## Task requirements
All of the lines below should be output exactly as shown.

## Data provided
==============================
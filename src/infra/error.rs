use std::path::PathBuf;

use thiserror::Error;

/// Infrastructure errors that can occur during application startup.
#[derive(Error, Debug)]
pub enum InfraError {
    #[error("Configuration error: {var} is invalid ({reason})")]
    InvalidConfig { var: &'static str, reason: String },

    #[error("Could not read activities seed file {}", path.display())]
    SeedRead {
        path: PathBuf,
        #[source]
        source: std::io::Error,
    },

    #[error("Activities seed file {} is not valid JSON", path.display())]
    SeedParse {
        path: PathBuf,
        #[source]
        source: serde_json::Error,
    },

    #[error("Activities seed is invalid: {0}")]
    InvalidSeed(String),

    #[error("TCP bind failed")]
    TcpBind(#[source] std::io::Error),

    #[error("Server error")]
    Server(#[source] std::io::Error),
}
use std::{fmt::Display, net::SocketAddr, path::PathBuf, str::FromStr};

use axum::http::HeaderValue;
use env_helpers::get_env_opt;

use super::InfraError;

pub struct AppConfig {
    pub bind_addr: SocketAddr,
    pub cors_origin: HeaderValue,
    /// Directory served under `/static`.
    pub static_dir: PathBuf,
    /// JSON file replacing the built-in activity catalogue.
    pub seed_path: Option<PathBuf>,
    /// Reject signups once an activity reaches `max_participants`. Off by default.
    pub enforce_capacity: bool,
    /// When set, JSON logs are also written to this file.
    pub log_file: Option<PathBuf>,
}

impl AppConfig {
    pub fn from_env() -> Result<Self, InfraError> {
        let bind_addr: SocketAddr = parse_or_default(
            "BIND_ADDR",
            get_env_opt("BIND_ADDR"),
            SocketAddr::from(([127, 0, 0, 1], 8000)),
        )?;
        let cors_origin: HeaderValue = parse_or_default(
            "CORS_ORIGIN",
            get_env_opt("CORS_ORIGIN"),
            HeaderValue::from_static("http://localhost:8000"),
        )?;
        let static_dir: PathBuf = get_env_opt("STATIC_DIR")
            .filter(|s| !s.trim().is_empty())
            .map(PathBuf::from)
            .unwrap_or_else(|| PathBuf::from("static"));
        let seed_path: Option<PathBuf> = optional_path(get_env_opt("ACTIVITIES_SEED_PATH"));
        let enforce_capacity: bool = parse_or_default(
            "ENFORCE_CAPACITY",
            get_env_opt("ENFORCE_CAPACITY"),
            false,
        )?;
        let log_file: Option<PathBuf> = optional_path(get_env_opt("LOG_FILE"));

        Ok(Self {
            bind_addr,
            cors_origin,
            static_dir,
            seed_path,
            enforce_capacity,
            log_file,
        })
    }
}

/// Parses `raw` when the variable is set, otherwise falls back to `default`.
fn parse_or_default<T>(
    var: &'static str,
    raw: Option<String>,
    default: T,
) -> Result<T, InfraError>
where
    T: FromStr,
    T::Err: Display,
{
    match raw {
        Some(value) => value
            .trim()
            .parse::<T>()
            .map_err(|e| InfraError::InvalidConfig {
                var,
                reason: format!("{value:?}: {e}"),
            }),
        None => Ok(default),
    }
}

fn optional_path(raw: Option<String>) -> Option<PathBuf> {
    raw.filter(|s| !s.trim().is_empty()).map(PathBuf::from)
}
==============================
## Response to this task
filename src/infra/error.rs
use std::path::PathBuf;

use thiserror::Error;

/// Infrastructure errors that can occur during application startup.
#[derive(Error, Debug)]
pub enum InfraError {
    #[error("Configuration error: {var} is invalid ({reason})")]
    InvalidConfig { var: &'static str, reason: String },

    #[error("Could not read activities seed file {}", path.display())]
    SeedRead {
        path: PathBuf,
        #[source]
        source: std::io::Error,
    },

    #[error("Activities seed file {} is not valid JSON", path.display())]
    SeedParse {
        path: PathBuf,
        #[source]
        source: serde_json::Error,
    },

    #[error("Activities seed is invalid: {0}")]
    InvalidSeed(String),

    #[error("TCP bind failed")]
    TcpBind(#[source] std::io::Error),

    #[error("Server error")]
    Server(#[source] std::io::Error),
}
use std::{fmt::Display, net::SocketAddr, path::PathBuf, str::FromStr};

use axum::http::HeaderValue;
use env_helpers::get_env_opt;

use super::InfraError;

pub struct AppConfig {
    pub bind_addr: SocketAddr,
    pub cors_origin: HeaderValue,
    /// Directory served under `/static`.
    pub static_dir: PathBuf,
    /// JSON file replacing the built-in activity catalogue.
    pub seed_path: Option<PathBuf>,
    /// Reject signups once an activity reaches `max_participants`. Off by default.
    pub enforce_capacity: bool,
    /// When set, JSON logs are also written to this file.
    pub log_file: Option<PathBuf>,
}

impl AppConfig {
    pub fn from_env() -> Result<Self, InfraError> {
        let bind_addr: SocketAddr = parse_or_default(
            "BIND_ADDR",
            get_env_opt("BIND_ADDR"),
            SocketAddr::from(([127, 0, 0, 1], 8000)),
        )?;
        let cors_origin: HeaderValue = parse_or_default(
            "CORS_ORIGIN",
            get_env_opt("CORS_ORIGIN"),
            HeaderValue::from_static("http://localhost:8000"),
        )?;
        let static_dir: PathBuf = get_env_opt("STATIC_DIR")
            .filter(|s| !s.trim().is_empty())
            .map(PathBuf::from)
            .unwrap_or_else(|| PathBuf::from("static"));
        let seed_path: Option<PathBuf> = optional_path(get_env_opt("ACTIVITIES_SEED_PATH"));
        let enforce_capacity: bool = parse_or_default(
            "ENFORCE_CAPACITY",
            get_env_opt("ENFORCE_CAPACITY"),
            false,
        )?;
        let log_file: Option<PathBuf> = optional_path(get_env_opt("LOG_FILE"));

        Ok(Self {
            bind_addr,
            cors_origin,
            static_dir,
            seed_path,
            enforce_capacity,
            log_file,
        })
    }
}

/// Parses `raw` when the variable is set, otherwise falls back to `default`.
fn parse_or_default<T>(
    var: &'static str,
    raw: Option<String>,
    default: T,
) -> Result<T, InfraError>
where
    T: FromStr,
    T::Err: Display,
{
    match raw {
        Some(value) => value
            .trim()
            .parse::<T>()
            .map_err(|e| InfraError::InvalidConfig {
                var,
                reason: format!("{value:?}: {e}"),
            }),
        None => Ok(default),
    }
}

fn optional_path(raw: Option<String>) -> Option<PathBuf> {
    raw.filter(|s| !s.trim().is_empty()).map(PathBuf::from)
}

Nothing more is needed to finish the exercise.